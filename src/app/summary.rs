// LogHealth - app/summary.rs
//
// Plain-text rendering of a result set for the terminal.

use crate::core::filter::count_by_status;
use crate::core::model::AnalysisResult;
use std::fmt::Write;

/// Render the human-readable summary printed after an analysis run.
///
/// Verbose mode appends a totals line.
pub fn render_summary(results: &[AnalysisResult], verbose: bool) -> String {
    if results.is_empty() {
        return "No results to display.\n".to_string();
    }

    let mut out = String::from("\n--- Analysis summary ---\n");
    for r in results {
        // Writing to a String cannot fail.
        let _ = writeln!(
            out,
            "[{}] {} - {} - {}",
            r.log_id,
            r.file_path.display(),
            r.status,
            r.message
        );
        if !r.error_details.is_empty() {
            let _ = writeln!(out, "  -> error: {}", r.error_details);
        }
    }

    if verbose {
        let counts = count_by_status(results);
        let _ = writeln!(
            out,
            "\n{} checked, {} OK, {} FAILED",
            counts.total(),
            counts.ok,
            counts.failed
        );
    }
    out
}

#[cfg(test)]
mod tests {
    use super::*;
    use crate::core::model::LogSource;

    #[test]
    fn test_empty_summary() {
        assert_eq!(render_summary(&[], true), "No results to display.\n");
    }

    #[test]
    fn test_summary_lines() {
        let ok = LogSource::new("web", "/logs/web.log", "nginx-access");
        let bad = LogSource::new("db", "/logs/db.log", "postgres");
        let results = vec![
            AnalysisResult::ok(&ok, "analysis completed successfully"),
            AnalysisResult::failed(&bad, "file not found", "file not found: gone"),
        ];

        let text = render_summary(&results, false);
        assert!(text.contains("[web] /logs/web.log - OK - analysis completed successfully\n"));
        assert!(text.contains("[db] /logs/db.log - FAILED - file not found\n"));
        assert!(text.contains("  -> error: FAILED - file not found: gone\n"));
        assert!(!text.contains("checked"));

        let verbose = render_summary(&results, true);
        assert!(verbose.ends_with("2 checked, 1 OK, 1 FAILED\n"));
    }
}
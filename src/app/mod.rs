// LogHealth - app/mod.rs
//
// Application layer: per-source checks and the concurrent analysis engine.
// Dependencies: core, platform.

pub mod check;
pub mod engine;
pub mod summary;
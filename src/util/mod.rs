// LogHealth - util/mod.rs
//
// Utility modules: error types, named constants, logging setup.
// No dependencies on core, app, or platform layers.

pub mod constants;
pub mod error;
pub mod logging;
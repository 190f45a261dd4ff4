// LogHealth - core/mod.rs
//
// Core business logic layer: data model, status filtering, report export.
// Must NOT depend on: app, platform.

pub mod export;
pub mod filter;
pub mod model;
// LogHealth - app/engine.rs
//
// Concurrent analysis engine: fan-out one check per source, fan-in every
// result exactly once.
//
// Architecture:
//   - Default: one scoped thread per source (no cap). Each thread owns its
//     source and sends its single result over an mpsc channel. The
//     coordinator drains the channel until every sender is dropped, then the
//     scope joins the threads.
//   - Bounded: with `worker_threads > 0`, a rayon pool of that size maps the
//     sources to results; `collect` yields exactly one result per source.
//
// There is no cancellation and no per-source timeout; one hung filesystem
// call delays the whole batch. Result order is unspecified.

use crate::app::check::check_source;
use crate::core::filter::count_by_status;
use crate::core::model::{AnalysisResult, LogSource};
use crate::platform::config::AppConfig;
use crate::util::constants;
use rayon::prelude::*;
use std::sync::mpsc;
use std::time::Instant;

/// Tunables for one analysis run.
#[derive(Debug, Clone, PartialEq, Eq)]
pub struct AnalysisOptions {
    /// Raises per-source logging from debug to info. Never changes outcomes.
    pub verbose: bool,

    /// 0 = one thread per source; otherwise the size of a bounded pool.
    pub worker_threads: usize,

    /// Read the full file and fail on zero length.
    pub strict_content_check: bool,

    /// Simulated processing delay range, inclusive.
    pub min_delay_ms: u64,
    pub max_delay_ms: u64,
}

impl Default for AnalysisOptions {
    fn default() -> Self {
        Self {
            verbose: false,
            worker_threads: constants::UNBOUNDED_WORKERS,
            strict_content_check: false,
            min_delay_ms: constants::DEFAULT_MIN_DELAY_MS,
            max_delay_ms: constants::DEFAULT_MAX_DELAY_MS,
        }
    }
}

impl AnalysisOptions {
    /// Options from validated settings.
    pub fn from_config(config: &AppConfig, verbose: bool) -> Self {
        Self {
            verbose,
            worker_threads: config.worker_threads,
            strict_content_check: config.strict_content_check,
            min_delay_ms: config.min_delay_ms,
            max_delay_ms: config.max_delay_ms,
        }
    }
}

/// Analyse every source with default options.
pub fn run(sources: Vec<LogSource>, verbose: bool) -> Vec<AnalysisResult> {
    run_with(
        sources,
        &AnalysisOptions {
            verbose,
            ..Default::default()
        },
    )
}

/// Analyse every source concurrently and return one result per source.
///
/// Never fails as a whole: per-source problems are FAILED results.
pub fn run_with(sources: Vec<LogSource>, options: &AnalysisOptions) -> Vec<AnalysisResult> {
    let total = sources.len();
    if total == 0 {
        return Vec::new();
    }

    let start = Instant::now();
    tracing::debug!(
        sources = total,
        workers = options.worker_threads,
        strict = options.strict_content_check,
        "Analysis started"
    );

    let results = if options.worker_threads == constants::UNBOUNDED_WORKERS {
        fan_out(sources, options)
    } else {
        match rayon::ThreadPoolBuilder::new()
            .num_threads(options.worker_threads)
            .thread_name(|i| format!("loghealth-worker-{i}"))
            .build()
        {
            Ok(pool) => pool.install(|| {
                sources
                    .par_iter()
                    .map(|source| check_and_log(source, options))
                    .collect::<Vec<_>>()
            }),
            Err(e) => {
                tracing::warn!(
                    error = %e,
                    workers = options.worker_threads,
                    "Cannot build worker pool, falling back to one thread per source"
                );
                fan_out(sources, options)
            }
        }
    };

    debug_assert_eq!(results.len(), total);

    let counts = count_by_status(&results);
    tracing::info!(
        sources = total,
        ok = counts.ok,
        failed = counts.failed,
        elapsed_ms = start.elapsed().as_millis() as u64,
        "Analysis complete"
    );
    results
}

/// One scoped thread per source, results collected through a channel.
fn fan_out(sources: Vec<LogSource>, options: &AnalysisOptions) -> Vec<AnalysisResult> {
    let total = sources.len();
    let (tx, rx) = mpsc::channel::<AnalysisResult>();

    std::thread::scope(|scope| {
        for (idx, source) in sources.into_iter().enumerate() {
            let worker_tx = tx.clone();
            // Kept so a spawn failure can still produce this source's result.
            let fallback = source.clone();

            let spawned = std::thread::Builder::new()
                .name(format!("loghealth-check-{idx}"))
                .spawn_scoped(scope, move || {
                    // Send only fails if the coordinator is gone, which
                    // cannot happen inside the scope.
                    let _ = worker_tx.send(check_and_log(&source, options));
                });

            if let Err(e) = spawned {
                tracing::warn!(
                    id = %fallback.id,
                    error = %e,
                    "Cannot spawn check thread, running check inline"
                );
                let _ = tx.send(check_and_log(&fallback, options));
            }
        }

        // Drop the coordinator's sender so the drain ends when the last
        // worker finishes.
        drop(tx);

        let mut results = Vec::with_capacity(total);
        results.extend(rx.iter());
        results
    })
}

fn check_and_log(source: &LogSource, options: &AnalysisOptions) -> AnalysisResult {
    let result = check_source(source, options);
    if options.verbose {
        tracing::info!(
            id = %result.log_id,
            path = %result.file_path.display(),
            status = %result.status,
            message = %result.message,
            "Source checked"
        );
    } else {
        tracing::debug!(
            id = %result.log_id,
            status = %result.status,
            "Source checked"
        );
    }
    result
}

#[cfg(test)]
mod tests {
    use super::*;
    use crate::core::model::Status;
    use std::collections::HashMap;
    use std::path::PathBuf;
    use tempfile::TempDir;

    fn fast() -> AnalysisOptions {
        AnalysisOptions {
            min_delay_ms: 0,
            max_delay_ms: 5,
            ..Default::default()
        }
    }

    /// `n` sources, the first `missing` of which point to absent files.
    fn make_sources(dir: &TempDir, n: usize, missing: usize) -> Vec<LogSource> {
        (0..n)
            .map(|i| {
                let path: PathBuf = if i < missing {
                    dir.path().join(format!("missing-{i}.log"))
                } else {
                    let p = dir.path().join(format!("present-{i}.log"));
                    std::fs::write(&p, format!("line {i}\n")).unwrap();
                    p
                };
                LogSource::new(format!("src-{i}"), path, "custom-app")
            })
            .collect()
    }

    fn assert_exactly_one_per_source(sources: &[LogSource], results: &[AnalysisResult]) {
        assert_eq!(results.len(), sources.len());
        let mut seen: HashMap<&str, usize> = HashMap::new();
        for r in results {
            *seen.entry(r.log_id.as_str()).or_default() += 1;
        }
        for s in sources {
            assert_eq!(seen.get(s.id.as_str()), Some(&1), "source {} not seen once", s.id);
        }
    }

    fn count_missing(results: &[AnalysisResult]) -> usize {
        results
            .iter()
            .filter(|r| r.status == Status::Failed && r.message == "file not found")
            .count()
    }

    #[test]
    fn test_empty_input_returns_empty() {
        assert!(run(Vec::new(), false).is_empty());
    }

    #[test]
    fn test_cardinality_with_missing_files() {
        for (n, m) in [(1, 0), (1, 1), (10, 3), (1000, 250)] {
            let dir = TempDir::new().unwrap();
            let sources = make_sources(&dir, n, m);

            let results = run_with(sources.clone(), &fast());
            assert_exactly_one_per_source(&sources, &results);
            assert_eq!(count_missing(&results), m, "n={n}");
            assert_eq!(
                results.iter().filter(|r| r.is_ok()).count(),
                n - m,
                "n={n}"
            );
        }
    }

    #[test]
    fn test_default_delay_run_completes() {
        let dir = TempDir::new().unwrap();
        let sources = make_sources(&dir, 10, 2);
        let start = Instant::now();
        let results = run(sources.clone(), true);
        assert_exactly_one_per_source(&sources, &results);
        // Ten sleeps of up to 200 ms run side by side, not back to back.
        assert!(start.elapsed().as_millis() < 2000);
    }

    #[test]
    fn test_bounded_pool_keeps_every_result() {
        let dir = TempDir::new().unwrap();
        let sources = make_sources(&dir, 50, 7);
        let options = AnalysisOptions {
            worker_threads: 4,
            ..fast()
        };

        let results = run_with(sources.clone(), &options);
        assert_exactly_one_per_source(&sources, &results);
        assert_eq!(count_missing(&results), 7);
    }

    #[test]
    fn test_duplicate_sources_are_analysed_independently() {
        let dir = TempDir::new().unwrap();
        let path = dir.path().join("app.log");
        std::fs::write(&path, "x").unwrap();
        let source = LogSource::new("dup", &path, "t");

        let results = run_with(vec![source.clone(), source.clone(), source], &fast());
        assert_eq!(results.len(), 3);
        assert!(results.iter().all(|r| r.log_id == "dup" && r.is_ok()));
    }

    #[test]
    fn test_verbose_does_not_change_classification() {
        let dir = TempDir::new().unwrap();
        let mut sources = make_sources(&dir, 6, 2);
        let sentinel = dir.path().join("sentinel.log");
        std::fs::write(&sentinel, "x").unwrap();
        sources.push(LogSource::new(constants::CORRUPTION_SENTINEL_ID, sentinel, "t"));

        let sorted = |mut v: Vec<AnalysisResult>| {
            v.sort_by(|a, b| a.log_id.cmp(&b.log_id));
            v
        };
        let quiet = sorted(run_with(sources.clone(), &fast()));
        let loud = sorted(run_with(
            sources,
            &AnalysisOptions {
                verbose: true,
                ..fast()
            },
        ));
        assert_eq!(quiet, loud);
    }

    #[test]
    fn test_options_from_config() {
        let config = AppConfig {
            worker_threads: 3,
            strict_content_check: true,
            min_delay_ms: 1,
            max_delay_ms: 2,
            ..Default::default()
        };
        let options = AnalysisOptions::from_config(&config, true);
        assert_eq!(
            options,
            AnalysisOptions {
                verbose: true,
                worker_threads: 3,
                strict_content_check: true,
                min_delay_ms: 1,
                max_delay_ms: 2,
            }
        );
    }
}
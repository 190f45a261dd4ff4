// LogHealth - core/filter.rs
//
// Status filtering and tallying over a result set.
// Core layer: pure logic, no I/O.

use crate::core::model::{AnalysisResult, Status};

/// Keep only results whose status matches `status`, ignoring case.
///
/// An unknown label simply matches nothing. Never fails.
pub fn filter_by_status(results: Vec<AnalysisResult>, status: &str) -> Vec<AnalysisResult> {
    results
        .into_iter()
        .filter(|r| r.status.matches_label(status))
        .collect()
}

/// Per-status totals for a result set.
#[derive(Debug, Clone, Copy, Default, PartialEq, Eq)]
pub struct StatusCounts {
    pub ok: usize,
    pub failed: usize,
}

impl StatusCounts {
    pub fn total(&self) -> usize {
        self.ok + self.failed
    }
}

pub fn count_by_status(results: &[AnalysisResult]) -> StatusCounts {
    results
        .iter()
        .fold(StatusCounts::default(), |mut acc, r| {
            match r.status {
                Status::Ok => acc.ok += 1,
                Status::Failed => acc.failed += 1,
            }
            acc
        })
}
┄┄┄┄┄┄┄┄┄┄
What is being asked:
Which lines of the material contain "filename"? List them.

Reply to the task:
filename src/app/summary.rs
filename src/app/mod.rs
filename src/util/mod.rs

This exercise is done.